* Exercise data:

Content starts

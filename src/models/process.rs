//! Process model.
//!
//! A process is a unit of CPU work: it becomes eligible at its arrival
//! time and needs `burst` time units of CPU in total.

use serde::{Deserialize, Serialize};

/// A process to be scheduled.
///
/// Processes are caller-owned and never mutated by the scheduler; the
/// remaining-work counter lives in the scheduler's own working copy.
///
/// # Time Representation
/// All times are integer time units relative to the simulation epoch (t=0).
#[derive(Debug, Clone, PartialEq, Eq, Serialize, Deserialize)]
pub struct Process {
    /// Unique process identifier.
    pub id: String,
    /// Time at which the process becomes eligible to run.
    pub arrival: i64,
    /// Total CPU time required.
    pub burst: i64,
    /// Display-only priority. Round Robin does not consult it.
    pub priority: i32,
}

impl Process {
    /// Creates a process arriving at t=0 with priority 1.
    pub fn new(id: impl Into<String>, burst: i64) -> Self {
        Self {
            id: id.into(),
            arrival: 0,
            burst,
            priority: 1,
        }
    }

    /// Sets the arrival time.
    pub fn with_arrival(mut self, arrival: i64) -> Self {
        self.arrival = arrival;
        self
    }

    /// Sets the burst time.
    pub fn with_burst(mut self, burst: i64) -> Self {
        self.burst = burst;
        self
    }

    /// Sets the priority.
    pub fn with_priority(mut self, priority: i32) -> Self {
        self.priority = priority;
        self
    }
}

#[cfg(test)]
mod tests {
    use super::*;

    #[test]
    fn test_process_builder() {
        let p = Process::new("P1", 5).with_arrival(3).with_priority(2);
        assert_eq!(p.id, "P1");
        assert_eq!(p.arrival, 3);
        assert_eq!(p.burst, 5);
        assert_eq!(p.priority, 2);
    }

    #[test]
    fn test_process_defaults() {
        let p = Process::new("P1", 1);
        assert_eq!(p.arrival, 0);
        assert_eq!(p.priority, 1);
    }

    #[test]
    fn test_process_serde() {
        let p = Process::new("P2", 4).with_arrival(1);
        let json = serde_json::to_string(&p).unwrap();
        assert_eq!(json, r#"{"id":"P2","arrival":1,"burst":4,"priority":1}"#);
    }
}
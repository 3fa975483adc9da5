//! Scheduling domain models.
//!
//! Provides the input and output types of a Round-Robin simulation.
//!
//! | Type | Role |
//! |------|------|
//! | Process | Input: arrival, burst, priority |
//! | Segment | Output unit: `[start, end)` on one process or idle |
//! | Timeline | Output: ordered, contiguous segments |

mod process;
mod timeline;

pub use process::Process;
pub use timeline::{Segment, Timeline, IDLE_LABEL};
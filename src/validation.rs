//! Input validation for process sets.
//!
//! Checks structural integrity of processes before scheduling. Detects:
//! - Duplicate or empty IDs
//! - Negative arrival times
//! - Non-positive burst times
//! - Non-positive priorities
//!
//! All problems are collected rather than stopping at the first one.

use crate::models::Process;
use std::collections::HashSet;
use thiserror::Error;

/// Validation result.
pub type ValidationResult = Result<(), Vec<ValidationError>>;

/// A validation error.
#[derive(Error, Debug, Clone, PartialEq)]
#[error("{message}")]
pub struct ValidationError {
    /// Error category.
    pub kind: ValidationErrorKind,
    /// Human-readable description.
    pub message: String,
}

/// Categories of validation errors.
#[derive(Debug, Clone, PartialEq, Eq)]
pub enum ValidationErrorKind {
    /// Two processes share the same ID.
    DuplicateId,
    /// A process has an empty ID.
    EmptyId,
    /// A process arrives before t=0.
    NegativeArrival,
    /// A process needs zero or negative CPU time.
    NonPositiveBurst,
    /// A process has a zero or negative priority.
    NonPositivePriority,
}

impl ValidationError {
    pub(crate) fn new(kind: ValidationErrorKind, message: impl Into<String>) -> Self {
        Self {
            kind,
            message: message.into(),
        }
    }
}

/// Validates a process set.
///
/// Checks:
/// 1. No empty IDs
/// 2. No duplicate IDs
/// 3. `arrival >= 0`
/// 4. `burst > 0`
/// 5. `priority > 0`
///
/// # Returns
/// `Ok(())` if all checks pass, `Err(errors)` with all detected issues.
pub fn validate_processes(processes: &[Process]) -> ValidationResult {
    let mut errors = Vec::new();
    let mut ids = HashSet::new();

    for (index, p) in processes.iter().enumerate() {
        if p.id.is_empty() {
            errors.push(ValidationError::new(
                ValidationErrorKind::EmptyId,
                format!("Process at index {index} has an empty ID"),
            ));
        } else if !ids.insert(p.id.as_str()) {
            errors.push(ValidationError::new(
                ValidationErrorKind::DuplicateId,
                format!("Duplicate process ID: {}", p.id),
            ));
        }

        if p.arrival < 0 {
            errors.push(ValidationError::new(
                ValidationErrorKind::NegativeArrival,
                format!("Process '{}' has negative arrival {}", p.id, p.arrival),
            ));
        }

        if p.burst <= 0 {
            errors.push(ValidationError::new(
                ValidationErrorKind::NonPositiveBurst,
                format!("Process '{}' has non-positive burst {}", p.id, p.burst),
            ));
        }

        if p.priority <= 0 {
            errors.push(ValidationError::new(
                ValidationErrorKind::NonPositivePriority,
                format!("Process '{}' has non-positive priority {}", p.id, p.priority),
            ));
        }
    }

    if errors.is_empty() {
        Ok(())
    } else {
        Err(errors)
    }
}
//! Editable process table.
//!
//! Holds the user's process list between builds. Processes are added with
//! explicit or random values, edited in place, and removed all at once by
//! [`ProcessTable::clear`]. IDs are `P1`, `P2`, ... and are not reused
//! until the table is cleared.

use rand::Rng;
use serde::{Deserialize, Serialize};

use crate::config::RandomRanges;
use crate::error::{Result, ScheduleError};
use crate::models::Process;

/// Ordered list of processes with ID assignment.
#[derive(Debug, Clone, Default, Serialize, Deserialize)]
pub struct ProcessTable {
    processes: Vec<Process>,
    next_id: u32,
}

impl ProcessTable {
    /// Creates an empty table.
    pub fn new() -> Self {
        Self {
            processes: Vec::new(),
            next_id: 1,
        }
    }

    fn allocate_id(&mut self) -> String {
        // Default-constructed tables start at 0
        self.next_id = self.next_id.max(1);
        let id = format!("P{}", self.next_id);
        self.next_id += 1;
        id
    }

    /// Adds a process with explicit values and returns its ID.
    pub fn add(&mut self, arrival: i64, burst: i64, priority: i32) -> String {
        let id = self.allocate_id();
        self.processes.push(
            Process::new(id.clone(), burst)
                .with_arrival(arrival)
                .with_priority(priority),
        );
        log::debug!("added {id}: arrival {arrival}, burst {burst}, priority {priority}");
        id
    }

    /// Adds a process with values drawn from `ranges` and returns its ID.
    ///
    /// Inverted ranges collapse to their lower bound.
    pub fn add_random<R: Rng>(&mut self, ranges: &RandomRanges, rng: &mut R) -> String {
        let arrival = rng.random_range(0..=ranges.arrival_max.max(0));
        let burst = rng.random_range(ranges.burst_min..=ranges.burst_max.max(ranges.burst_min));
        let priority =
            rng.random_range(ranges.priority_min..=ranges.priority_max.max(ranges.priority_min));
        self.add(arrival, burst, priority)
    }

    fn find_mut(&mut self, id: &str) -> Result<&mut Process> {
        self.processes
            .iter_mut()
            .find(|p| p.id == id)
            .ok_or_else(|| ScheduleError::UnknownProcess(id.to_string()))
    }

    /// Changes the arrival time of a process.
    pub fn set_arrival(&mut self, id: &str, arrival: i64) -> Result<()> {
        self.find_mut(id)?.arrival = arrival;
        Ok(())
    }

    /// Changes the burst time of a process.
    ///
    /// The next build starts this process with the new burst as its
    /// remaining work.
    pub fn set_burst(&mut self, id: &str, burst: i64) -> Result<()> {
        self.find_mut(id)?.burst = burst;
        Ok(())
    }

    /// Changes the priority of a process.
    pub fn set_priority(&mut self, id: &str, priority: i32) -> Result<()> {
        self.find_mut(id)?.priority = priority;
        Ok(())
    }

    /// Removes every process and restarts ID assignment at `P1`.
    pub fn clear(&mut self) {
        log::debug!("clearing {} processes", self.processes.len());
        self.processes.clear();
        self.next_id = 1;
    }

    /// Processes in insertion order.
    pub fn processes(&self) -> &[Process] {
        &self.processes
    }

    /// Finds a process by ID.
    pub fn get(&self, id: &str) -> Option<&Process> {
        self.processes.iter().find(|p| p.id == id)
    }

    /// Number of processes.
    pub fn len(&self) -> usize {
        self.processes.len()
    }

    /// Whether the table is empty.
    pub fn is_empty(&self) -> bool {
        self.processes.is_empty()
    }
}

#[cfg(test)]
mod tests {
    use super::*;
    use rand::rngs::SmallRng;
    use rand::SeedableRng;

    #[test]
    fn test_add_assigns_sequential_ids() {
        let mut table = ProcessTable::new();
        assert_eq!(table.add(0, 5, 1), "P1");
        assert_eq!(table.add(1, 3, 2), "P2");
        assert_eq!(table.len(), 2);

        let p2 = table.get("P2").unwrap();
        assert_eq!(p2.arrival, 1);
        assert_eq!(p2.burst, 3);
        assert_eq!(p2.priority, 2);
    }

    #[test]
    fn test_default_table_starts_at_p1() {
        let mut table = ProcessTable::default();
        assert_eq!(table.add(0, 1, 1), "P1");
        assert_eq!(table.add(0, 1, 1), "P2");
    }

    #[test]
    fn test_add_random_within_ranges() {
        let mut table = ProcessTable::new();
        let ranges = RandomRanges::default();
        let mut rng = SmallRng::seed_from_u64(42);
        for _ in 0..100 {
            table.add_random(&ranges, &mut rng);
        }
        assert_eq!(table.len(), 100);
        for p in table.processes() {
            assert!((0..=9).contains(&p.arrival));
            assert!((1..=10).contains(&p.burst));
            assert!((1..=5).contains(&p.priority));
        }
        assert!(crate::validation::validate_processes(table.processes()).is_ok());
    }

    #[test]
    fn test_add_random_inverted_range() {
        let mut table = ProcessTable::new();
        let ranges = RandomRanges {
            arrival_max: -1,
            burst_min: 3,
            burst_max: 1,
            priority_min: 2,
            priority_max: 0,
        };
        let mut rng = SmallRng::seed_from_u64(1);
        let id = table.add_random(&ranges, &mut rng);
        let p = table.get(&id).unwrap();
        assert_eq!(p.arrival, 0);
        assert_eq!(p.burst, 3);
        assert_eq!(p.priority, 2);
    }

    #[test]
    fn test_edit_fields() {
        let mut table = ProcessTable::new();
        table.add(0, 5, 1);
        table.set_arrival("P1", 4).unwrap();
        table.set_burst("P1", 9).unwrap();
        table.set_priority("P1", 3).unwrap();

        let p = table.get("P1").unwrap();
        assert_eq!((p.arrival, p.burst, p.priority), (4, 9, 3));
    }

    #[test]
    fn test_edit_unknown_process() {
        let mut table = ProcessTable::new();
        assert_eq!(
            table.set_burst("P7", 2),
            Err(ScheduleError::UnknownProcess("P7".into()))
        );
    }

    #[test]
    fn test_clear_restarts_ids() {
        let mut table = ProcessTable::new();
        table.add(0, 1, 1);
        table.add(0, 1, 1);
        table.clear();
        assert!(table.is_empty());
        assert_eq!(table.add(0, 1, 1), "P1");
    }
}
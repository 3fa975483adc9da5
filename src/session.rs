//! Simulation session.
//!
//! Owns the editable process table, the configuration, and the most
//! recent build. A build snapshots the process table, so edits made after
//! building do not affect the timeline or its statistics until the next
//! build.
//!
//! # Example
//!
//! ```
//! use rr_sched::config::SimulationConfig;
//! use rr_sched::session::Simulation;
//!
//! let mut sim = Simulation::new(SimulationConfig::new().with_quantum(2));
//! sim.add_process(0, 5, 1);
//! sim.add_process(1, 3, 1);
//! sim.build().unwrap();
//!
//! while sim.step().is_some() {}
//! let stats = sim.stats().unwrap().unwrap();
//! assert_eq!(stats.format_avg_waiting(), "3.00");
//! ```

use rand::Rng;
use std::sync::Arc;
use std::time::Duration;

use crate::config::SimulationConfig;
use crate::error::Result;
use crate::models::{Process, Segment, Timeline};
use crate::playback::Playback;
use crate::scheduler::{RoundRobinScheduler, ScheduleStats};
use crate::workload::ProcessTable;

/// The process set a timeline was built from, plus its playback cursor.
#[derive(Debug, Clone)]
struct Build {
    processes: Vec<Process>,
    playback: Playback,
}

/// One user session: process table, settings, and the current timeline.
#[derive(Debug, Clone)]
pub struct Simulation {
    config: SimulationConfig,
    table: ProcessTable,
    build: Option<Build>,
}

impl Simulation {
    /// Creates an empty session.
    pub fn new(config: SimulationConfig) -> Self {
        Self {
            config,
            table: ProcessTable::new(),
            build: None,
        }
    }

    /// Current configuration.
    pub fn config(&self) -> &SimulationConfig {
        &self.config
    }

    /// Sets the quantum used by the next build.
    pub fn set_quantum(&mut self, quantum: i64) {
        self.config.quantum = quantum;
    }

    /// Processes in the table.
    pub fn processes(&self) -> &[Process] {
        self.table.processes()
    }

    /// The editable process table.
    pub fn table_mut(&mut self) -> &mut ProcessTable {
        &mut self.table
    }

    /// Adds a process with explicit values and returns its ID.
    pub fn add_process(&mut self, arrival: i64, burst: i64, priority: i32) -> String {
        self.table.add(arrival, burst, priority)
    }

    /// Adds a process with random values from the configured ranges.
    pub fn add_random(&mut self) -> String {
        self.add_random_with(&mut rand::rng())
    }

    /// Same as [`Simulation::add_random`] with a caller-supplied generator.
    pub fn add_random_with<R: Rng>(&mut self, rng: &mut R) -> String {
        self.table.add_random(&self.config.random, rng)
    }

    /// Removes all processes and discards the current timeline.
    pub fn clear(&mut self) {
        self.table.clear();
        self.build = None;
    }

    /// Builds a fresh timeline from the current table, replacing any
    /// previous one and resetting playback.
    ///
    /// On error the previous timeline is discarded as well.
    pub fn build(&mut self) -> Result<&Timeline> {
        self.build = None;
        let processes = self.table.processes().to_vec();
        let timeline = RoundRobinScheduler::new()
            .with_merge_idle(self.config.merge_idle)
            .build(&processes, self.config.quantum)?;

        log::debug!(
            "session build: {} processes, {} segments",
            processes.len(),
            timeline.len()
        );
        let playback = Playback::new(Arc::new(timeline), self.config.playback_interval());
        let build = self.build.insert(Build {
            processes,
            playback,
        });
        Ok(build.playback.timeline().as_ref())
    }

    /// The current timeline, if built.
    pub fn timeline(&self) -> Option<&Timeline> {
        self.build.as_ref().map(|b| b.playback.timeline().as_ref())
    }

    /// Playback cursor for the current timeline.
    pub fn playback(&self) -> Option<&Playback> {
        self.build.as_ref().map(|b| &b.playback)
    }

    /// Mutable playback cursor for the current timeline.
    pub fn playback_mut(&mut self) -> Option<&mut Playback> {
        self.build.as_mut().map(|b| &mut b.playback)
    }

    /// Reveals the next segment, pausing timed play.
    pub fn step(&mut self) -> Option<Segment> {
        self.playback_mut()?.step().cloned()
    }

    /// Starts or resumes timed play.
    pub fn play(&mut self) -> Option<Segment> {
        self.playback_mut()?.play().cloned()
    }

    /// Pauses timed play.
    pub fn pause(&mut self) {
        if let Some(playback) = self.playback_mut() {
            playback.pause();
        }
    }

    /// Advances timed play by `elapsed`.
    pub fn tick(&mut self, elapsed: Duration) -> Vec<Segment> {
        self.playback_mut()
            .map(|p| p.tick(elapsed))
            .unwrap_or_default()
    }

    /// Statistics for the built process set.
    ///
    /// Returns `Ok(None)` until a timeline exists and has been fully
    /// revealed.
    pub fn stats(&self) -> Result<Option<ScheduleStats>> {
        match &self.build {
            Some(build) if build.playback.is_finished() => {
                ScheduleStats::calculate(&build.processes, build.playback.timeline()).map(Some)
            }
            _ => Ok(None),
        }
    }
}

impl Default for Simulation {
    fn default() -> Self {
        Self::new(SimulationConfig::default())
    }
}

Content ends

* About this exercise: In the material, find each line with the word "SmallRng" and list it.

* Response to the exercise:
    use rand::rngs::SmallRng;
        let mut rng = SmallRng::seed_from_u64(42);
        let mut rng = SmallRng::seed_from_u64(1);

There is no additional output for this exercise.